Elasticsearch API Commands

Cluster health:

# Get password first
ELASTIC_PASSWORD=$(kubectl get secret elasticsearch-master-credentials \
  -n elastic-stack -o jsonpath='{.data.password}' | base64 -d)

# Check cluster health
curl -k -u "elastic:${ELASTIC_PASSWORD}" \
  "https://localhost:9200/_cluster/health?pretty"

# Cluster stats
curl -k -u "elastic:${ELASTIC_PASSWORD}" \
  "https://localhost:9200/_cluster/stats?pretty"

Index management:

# List all indices
curl -k -u "elastic:${ELASTIC_PASSWORD}" \
  "https://localhost:9200/_cat/indices?v"

# List indices sorted by size
curl -k -u "elastic:${ELASTIC_PASSWORD}" \
  "https://localhost:9200/_cat/indices?v&s=store.size:desc"

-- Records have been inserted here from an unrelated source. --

//! Worker signals: the pause gate, cancellation and liveness handshake.
//!
//! Every worker thread gets its own `WorkerSignals`. Cancelling releases the
//! gate and interrupts backoff sleeps, so a worker parked anywhere other
//! than inside a device read notices promptly. An abandoned worker keeps
//! its cancelled signals, which is what stops it publishing stale data
//! once its read finally returns.

use std::time::{Duration, Instant};

use parking_lot::{Condvar, Mutex};

#[derive(Debug, Default)]
struct Flags {
    paused: bool,
    cancelled: bool,
    live: bool,
    exited: bool,
}

#[derive(Debug, Default)]
pub(crate) struct WorkerSignals {
    flags: Mutex<Flags>,
    cond: Condvar,
}

impl WorkerSignals {
    /// Signals with the gate closed. The worker parks until `resume`.
    pub(crate) fn paused() -> Self {
        let signals = Self::default();
        signals.flags.lock().paused = true;
        signals
    }

    pub(crate) fn pause(&self) {
        self.flags.lock().paused = true;
    }

    pub(crate) fn resume(&self) {
        self.flags.lock().paused = false;
        self.cond.notify_all();
    }

    pub(crate) fn cancel(&self) {
        self.flags.lock().cancelled = true;
        self.cond.notify_all();
    }

    pub(crate) fn is_cancelled(&self) -> bool {
        self.flags.lock().cancelled
    }

    /// Block while the gate is closed. Returns false once cancelled.
    pub(crate) fn wait_while_paused(&self) -> bool {
        let mut flags = self.flags.lock();
        while flags.paused && !flags.cancelled {
            self.cond.wait(&mut flags);
        }
        !flags.cancelled
    }

    /// Sleep for `duration` unless cancelled first. Returns false if
    /// cancelled.
    pub(crate) fn sleep(&self, duration: Duration) -> bool {
        let deadline = Instant::now() + duration;
        let mut flags = self.flags.lock();
        while !flags.cancelled {
            if self.cond.wait_until(&mut flags, deadline).timed_out() {
                break;
            }
        }
        !flags.cancelled
    }

    pub(crate) fn mark_live(&self) {
        self.flags.lock().live = true;
        self.cond.notify_all();
    }

    /// Wait for the worker to report it is running. False on timeout or if
    /// it exited first.
    pub(crate) fn wait_live(&self, timeout: Duration) -> bool {
        let deadline = Instant::now() + timeout;
        let mut flags = self.flags.lock();
        while !flags.live && !flags.exited {
            if self.cond.wait_until(&mut flags, deadline).timed_out() {
                break;
            }
        }
        flags.live && !flags.exited
    }

    pub(crate) fn mark_exited(&self) {
        self.flags.lock().exited = true;
        self.cond.notify_all();
    }

    pub(crate) fn has_exited(&self) -> bool {
        self.flags.lock().exited
    }

    /// Wait for the worker loop to return. False on timeout.
    pub(crate) fn wait_exited(&self, timeout: Duration) -> bool {
        let deadline = Instant::now() + timeout;
        let mut flags = self.flags.lock();
        while !flags.exited {
            if self.cond.wait_until(&mut flags, deadline).timed_out() {
                break;
            }
        }
        flags.exited
    }
}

# List indices sorted by creation date
curl -k -u "elastic:${ELASTIC_PASSWORD}" \
  "https://localhost:9200/_cat/indices?v&s=creation.date:desc"

# Delete specific index
curl -k -u "elastic:${ELASTIC_PASSWORD}" \
  -X DELETE "https://localhost:9200/index-name"

Node information:

# Node stats
curl -k -u "elastic:${ELASTIC_PASSWORD}" \
  "https://localhost:9200/_cat/nodes?v"

# JVM memory usage
curl -k -u "elastic:${ELASTIC_PASSWORD}" \
  "https://localhost:9200/_nodes/stats/jvm?pretty"

Helm Commands

Check current deployments:

# List Helm releases in namespace
helm list -n elastic-stack

# Get values for a release
helm get values elasticsearch -n elastic-stack
helm get values kibana -n elastic-stack
helm get values filebeat -n elastic-stack

Upgrade deployments:

# Upgrade Elasticsearch
helm upgrade elasticsearch elastic/elasticsearch \
  -f elasticsearch-values.yaml \
  -n elastic-stack

# Upgrade Kibana
helm upgrade kibana elastic/kibana \
  -f kibana-values.yaml \
  -n elastic-stack

# Upgrade Filebeat
helm upgrade filebeat elastic/filebeat \
  -f filebeat-values.yaml \
  -n elastic-stack

Rollback if needed:

# See release history
helm history elasticsearch -n elastic-stack

# Rollback to previous version
helm rollback elasticsearch -n elastic-stack

# Rollback to specific revision
helm rollback elasticsearch 2 -n elastic-stack

Quick Troubleshooting Commands

Pod won't start:

# Describe pod to see events
kubectl describe pod <pod-name> -n elastic-stack

# Check PVC status
kubectl get pvc -n elastic-stack

# Check node resources
kubectl top nodes

Performance issues:

# Check resource usage
kubectl top pods -n elastic-stack

# Check Elasticsearch heap usage
kubectl exec elasticsearch-master-0 -n elastic-stack -- \
  curl -k -u "elastic:${ELASTIC_PASSWORD}" \
  "https://localhost:9200/_nodes/stats/jvm?pretty"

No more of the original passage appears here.